Apr. 17, 2012 5:05 am
So I've driven past Morgan Creek Farm's vegetable stand along U.S. Highway 30 west of town a bunch of times. Been meaning to stop by sometime. I swear.
But until Monday morning, I didn't know much about the place. I didn't know that Morgan Creek Farm grows vegetables on 37 acres, along with greenhouse space for year-round production. And I hadn't met Bill Rieckhoff, his wife, Robyn and her father, Bob Vanous, who own and run the farm. I met them at Monday morning's groundbreaking (OK, more like a hay-throwing) for the NewBo City Market at the corner of Third Street and 12th Avenue SE.
And that's one of the main ideas behind this year-round farmers market. When it opens Nov. 1, it will introduce people who eat to people who grow food. And both sides benefit.
“The big thing we believe in is local. Knowing the people who grow your food, knowing where it's growing,” Bill Rieckhoff said.

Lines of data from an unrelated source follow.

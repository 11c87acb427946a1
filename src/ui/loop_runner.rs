//! Main event loop for the TUI.
//!
//! This module contains the core event loop that multiplexes terminal input,
//! the manifest load completion, and a periodic tick.

use crate::app::{App, AppEvent, ManifestState};
use crate::manifest::fetch_manifest;
use anyhow::Result;
use crossterm::{
    event::Event,
    execute,
    terminal::{disable_raw_mode, enable_raw_mode, EnterAlternateScreen, LeaveAlternateScreen},
};
use futures::StreamExt;
use ratatui::{backend::CrosstermBackend, Terminal};
use std::io::{self, Stdout};
use std::time::Duration;
use tokio::sync::mpsc;

#[cfg(unix)]
use tokio::signal::unix::{signal, SignalKind};

use super::events::handle_app_event;
use super::input::handle_input;
use super::render::{render, SPINNER_FRAMES};

/// Result of handling a key press event.
///
/// Returned by input handlers to signal whether the application should
/// continue running or terminate gracefully.
pub enum Action {
    /// Continue the event loop and process more events.
    Continue,
    /// Exit the application and restore the terminal.
    Quit,
}

/// Runs the TUI application event loop.
///
/// Uses `tokio::select!` to multiplex three event sources:
/// - **Terminal input**: Key presses from crossterm's async event stream
/// - **Manifest load**: the one-shot fetch completion via the `AppEvent` channel
/// - **Periodic tick**: 250ms timer for status expiry and the loading spinner
///
/// The manifest fetch is spawned immediately on entry; until it completes
/// the loading screen renders and only quit is accepted.
///
/// # Panic Safety
///
/// Installs a panic hook that restores terminal state before unwinding,
/// ensuring the terminal is not left in raw mode on panic.
pub async fn run(
    app: &mut App,
    event_tx: mpsc::Sender<AppEvent>,
    mut event_rx: mpsc::Receiver<AppEvent>,
) -> Result<()> {
    // Install panic hook BEFORE setting up terminal
    let original_hook = std::panic::take_hook();
    std::panic::set_hook(Box::new(move |panic_info| {
        let _ = disable_raw_mode();
        let _ = execute!(io::stdout(), LeaveAlternateScreen);
        original_hook(panic_info);
    }));

    let mut terminal = setup_terminal()?;
    let mut event_stream = crossterm::event::EventStream::new();

    let mut tick_interval = tokio::time::interval(Duration::from_millis(250));

    // Signal handlers for graceful shutdown (Unix only)
    // On non-Unix platforms, these become pending futures that never complete
    #[cfg(unix)]
    let mut sigterm = signal(SignalKind::terminate())?;
    #[cfg(unix)]
    let mut sigint = signal(SignalKind::interrupt())?;

    // Kick off the one-shot manifest fetch
    spawn_manifest_load(app, &event_tx);

    loop {
        // Only render when state has changed
        if app.needs_redraw {
            terminal.draw(|f| render(f, app))?;
            app.needs_redraw = false;
        }

        // Clear expired status messages and trigger redraw if cleared
        if app.clear_expired_status() {
            app.needs_redraw = true;
        }

        // Drain any queued events before blocking on input so the load
        // completion is never starved by rapid key presses
        while let Ok(event) = event_rx.try_recv() {
            app.needs_redraw = true;
            handle_app_event(app, event);
        }

        // Platform-specific signal futures
        #[cfg(unix)]
        let sigterm_fut = sigterm.recv();
        #[cfg(not(unix))]
        let sigterm_fut = std::future::pending::<Option<()>>();

        #[cfg(unix)]
        let sigint_fut = sigint.recv();
        #[cfg(not(unix))]
        let sigint_fut = std::future::pending::<Option<()>>();

        tokio::select! {
            biased;  // Process in order listed for predictable behavior

            // Signal handlers for graceful shutdown (highest priority)
            _ = sigterm_fut => {
                tracing::info!("Received SIGTERM, shutting down gracefully");
                break;
            }

            _ = sigint_fut => {
                tracing::info!("Received SIGINT, shutting down gracefully");
                break;
            }

            // Terminal input events
            maybe_event = event_stream.next() => {
                if let Some(Ok(Event::Key(key))) = maybe_event {
                    app.needs_redraw = true;
                    match handle_input(app, key.code, key.modifiers, &event_tx) {
                        Ok(Action::Quit) => break,
                        Ok(Action::Continue) => {}
                        Err(e) => app.set_status(format!("Error: {}", e)),
                    }
                }
            }

            // Background task events (blocking recv for when queue was empty)
            Some(event) = event_rx.recv() => {
                app.needs_redraw = true;
                handle_app_event(app, event);
            }

            // Periodic tick for status expiry and the loading spinner
            _ = tick_interval.tick() => {
                handle_tick(app);
            }
        }
    }

    restore_terminal(terminal)?;
    Ok(())
}

/// Advance the loading spinner while the manifest fetch is in flight.
fn handle_tick(app: &mut App) {
    if app.manifest_state == ManifestState::Loading {
        app.spinner_frame = (app.spinner_frame + 1) % SPINNER_FRAMES.len();
        app.needs_redraw = true;
    }
}

/// Spawn the manifest fetch as a background task.
///
/// Any in-flight load is aborted first, and the generation counter is
/// bumped so a completion from the aborted fetch cannot clobber this one's.
pub(super) fn spawn_manifest_load(app: &mut App, event_tx: &mpsc::Sender<AppEvent>) {
    if let Some(handle) = app.load_handle.take() {
        handle.abort();
        tracing::debug!("Aborted previous manifest load");
    }

    app.load_generation = app.load_generation.wrapping_add(1);
    let generation = app.load_generation;
    app.manifest_state = ManifestState::Loading;
    app.needs_redraw = true;

    let client = app.http_client.clone();
    let url = app.manifest_url.clone();
    let tx = event_tx.clone();

    tracing::debug!(url = %url, generation, "Spawning manifest load");

    app.load_handle = Some(tokio::spawn(async move {
        let result = fetch_manifest(&client, &url).await;
        let event = AppEvent::ManifestLoaded { generation, result };
        if let Err(e) = tx.send(event).await {
            tracing::warn!(error = %e, "Failed to send manifest load result (receiver dropped)");
        }
    }));
}

/// Set up the terminal for TUI rendering.
fn setup_terminal() -> Result<Terminal<CrosstermBackend<Stdout>>> {
    enable_raw_mode()?;
    let mut stdout = io::stdout();
    execute!(stdout, EnterAlternateScreen)?;
    let backend = CrosstermBackend::new(stdout);
    let terminal = Terminal::new(backend)?;
    Ok(terminal)
}

/// Restore terminal to normal state.
fn restore_terminal(mut terminal: Terminal<CrosstermBackend<Stdout>>) -> Result<()> {
    disable_raw_mode()?;
    execute!(terminal.backend_mut(), LeaveAlternateScreen)?;
    terminal.show_cursor()?;
    Ok(())
}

Morgan Creek is adding greenhouse capacity and likely some jobs at the farm in anticipation of the business boost he expects from selling produce at the market.
“We are really excited about this,” he said.

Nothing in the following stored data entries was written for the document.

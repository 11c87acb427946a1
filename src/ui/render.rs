//! Render functions for the TUI.
//!
//! This module handles all rendering logic, dispatching to the appropriate
//! view based on application state.

use crate::app::{App, ManifestState, View};
use ratatui::{
    layout::{Alignment, Constraint, Direction, Layout, Rect},
    text::{Line, Span},
    widgets::{Block, Borders, Paragraph},
    Frame,
};

use super::{detail, grid, help, navbar, status};

/// Minimum terminal dimensions required for normal operation.
pub(super) const MIN_WIDTH: u16 = 50;
pub(super) const MIN_HEIGHT: u16 = 10;

/// Frames of the loading spinner animation.
pub(super) const SPINNER_FRAMES: [&str; 10] = ["⠋", "⠙", "⠹", "⠸", "⠼", "⠴", "⠦", "⠧", "⠇", "⠏"];

/// Main render dispatch function.
///
/// Routes to the appropriate view renderer based on current application
/// state. Handles terminal size validation before rendering.
pub(super) fn render(f: &mut Frame, app: &mut App) {
    let area = f.area();

    // Guard against zero-width/height to prevent panics
    if area.width < 1 || area.height < 1 {
        return;
    }

    // Minimum terminal size check for usable UI
    if area.width < MIN_WIDTH || area.height < MIN_HEIGHT {
        let msg = if area.height < 3 || area.width < 20 {
            Paragraph::new("Too small")
        } else {
            Paragraph::new(format!(
                "Terminal too small\n\nMinimum: {}x{}\nCurrent: {}x{}",
                MIN_WIDTH, MIN_HEIGHT, area.width, area.height
            ))
            .alignment(Alignment::Center)
        };
        f.render_widget(msg, area);
        return;
    }

    match &app.manifest_state {
        ManifestState::Loading => render_loading(f, app),
        ManifestState::Failed { error } => render_error(f, app, &error.clone()),
        ManifestState::Ready => {
            let chunks = Layout::default()
                .direction(Direction::Vertical)
                .constraints([Constraint::Min(0), Constraint::Length(1)])
                .split(f.area());

            match app.view {
                View::Grid => render_grid_view(f, app, chunks[0]),
                View::Detail => detail::render(f, app, chunks[0]),
            }
            status::render(f, app, chunks[1]);
        }
    }

    // Render help overlay on top of any view when active
    if app.show_help {
        help::render(f, app);
    }
}

/// Render the browse layout: navbar tree on the left, tiles on the right.
fn render_grid_view(f: &mut Frame, app: &mut App, area: Rect) {
    let chunks = Layout::default()
        .direction(Direction::Horizontal)
        .constraints([Constraint::Percentage(25), Constraint::Percentage(75)])
        .split(area);

    navbar::render(f, app, chunks[0]);
    grid::render(f, app, chunks[1]);
}

/// Render the startup screen while the manifest is being fetched.
fn render_loading(f: &mut Frame, app: &App) {
    let spinner = SPINNER_FRAMES[app.spinner_frame % SPINNER_FRAMES.len()];
    let text = vec![
        Line::from(""),
        Line::from(Span::styled(
            format!("{} Loading manifest...", spinner),
            app.style("detail_metadata"),
        )),
        Line::from(""),
        Line::from(Span::styled(
            app.manifest_url.clone(),
            app.style("location"),
        )),
    ];

    let paragraph = Paragraph::new(text)
        .alignment(Alignment::Center)
        .block(Block::default().borders(Borders::ALL).title("folio"));
    f.render_widget(paragraph, f.area());
}

/// Render the manifest fetch failure screen.
fn render_error(f: &mut Frame, app: &App, error: &str) {
    let text = vec![
        Line::from(""),
        Line::from(Span::styled(
            "Failed to load manifest",
            app.style("detail_error"),
        )),
        Line::from(""),
        Line::from(Span::raw(error.to_string())),
        Line::from(""),
        Line::from(Span::styled(
            app.manifest_url.clone(),
            app.style("location"),
        )),
        Line::from(""),
        Line::from(Span::styled(
            "[r]etry  [q]uit",
            app.style("detail_metadata"),
        )),
    ];

    let paragraph = Paragraph::new(text)
        .alignment(Alignment::Center)
        .block(Block::default().borders(Borders::ALL).title("folio"));
    f.render_widget(paragraph, f.area());
}
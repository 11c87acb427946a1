use crate::app::{App, Focus, ManifestState, View};
use ratatui::{
    layout::{Constraint, Direction, Layout, Rect},
    text::{Line, Span},
    widgets::Paragraph,
    Frame,
};
use std::borrow::Cow;

/// Render the status bar: location on the left, message or key hints on
/// the right.
///
/// The location line mirrors the site's own URL scheme: `/{path}` for
/// grids, `/{relative_path}/{title}.md` for detail views.
pub fn render(f: &mut Frame, app: &App, area: Rect) {
    if area.width < 1 || area.height < 1 {
        return;
    }

    let hints: Cow<'_, str> = if let Some((msg, _)) = &app.status_message {
        Cow::Borrowed(msg.as_ref())
    } else {
        match app.view {
            View::Grid => match app.focus {
                Focus::Navbar => {
                    Cow::Borrowed("[j/k]move [Enter]open [Tab]tiles [Esc]back [r]eload [?]help [q]uit")
                }
                Focus::Tiles => {
                    Cow::Borrowed("[j/k]move [Enter]read [Tab]navbar [Esc]back [?]help [q]uit")
                }
            },
            View::Detail => {
                Cow::Borrowed("[j/k]scroll [Ctrl+d/u]page [Esc]back [?]help [q]uit")
            }
        }
    };

    let location = match app.manifest_state {
        ManifestState::Ready => app.location(),
        _ => String::new(),
    };

    let style = app.style("status_bar");
    let location_width = (location.len() + 1).min((area.width / 2) as usize) as u16;

    let chunks = Layout::default()
        .direction(Direction::Horizontal)
        .constraints([Constraint::Length(location_width), Constraint::Min(0)])
        .split(area);

    let location_bar =
        Paragraph::new(Line::from(Span::styled(location, app.style("location")))).style(style);
    f.render_widget(location_bar, chunks[0]);

    let hint_bar = Paragraph::new(Line::from(Span::raw(hints))).style(style);
    f.render_widget(hint_bar, chunks[1]);
}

It's tough not to get excited looking at drawings of how a former manufacturing plant will be transformed into a bright, airy market, with a large outdoor sales area and huge public plaza. The surrounding New Bohemia neighborhood is already popping with a renovated CSPS Hall, restaurants, bars and other businesses. But it's easy to see why the neighborhood's boosters believe the market could fuel even more growth.
I've heard a few jabs at this project from those who think this fast-food town doesn't need some sort of pricey, free-range arugula stand for finicky foodies, paid for, in part, with some public bucks. But they've got it all wrong.
This isn't about some sort of out-of-touch elites. This is about our community being in closer touch with what makes our corner of the globe special. And basically, that's dirt. Soil, loamy glacial till, whatever you like to call it. The stuff this city's food processing prosperity has sprouted from over the decades. The stuff that was still under Bill Rieckhoff's fingernails Monday morning after planting onions and tomatoes over the weekend.
Vendors such as Morgan Creek are lining up for slots at the market. Among them are a lot of local people working hard to make a living off Iowa land. The investment in the market, both the public dollars and private donations, represents an investment in that work, and is consistent with our heritage and values.
So farmers get a great place to connect with customers, shoppers get fresh local food, and the community gets what backers say is the only public market of its kind in Iowa.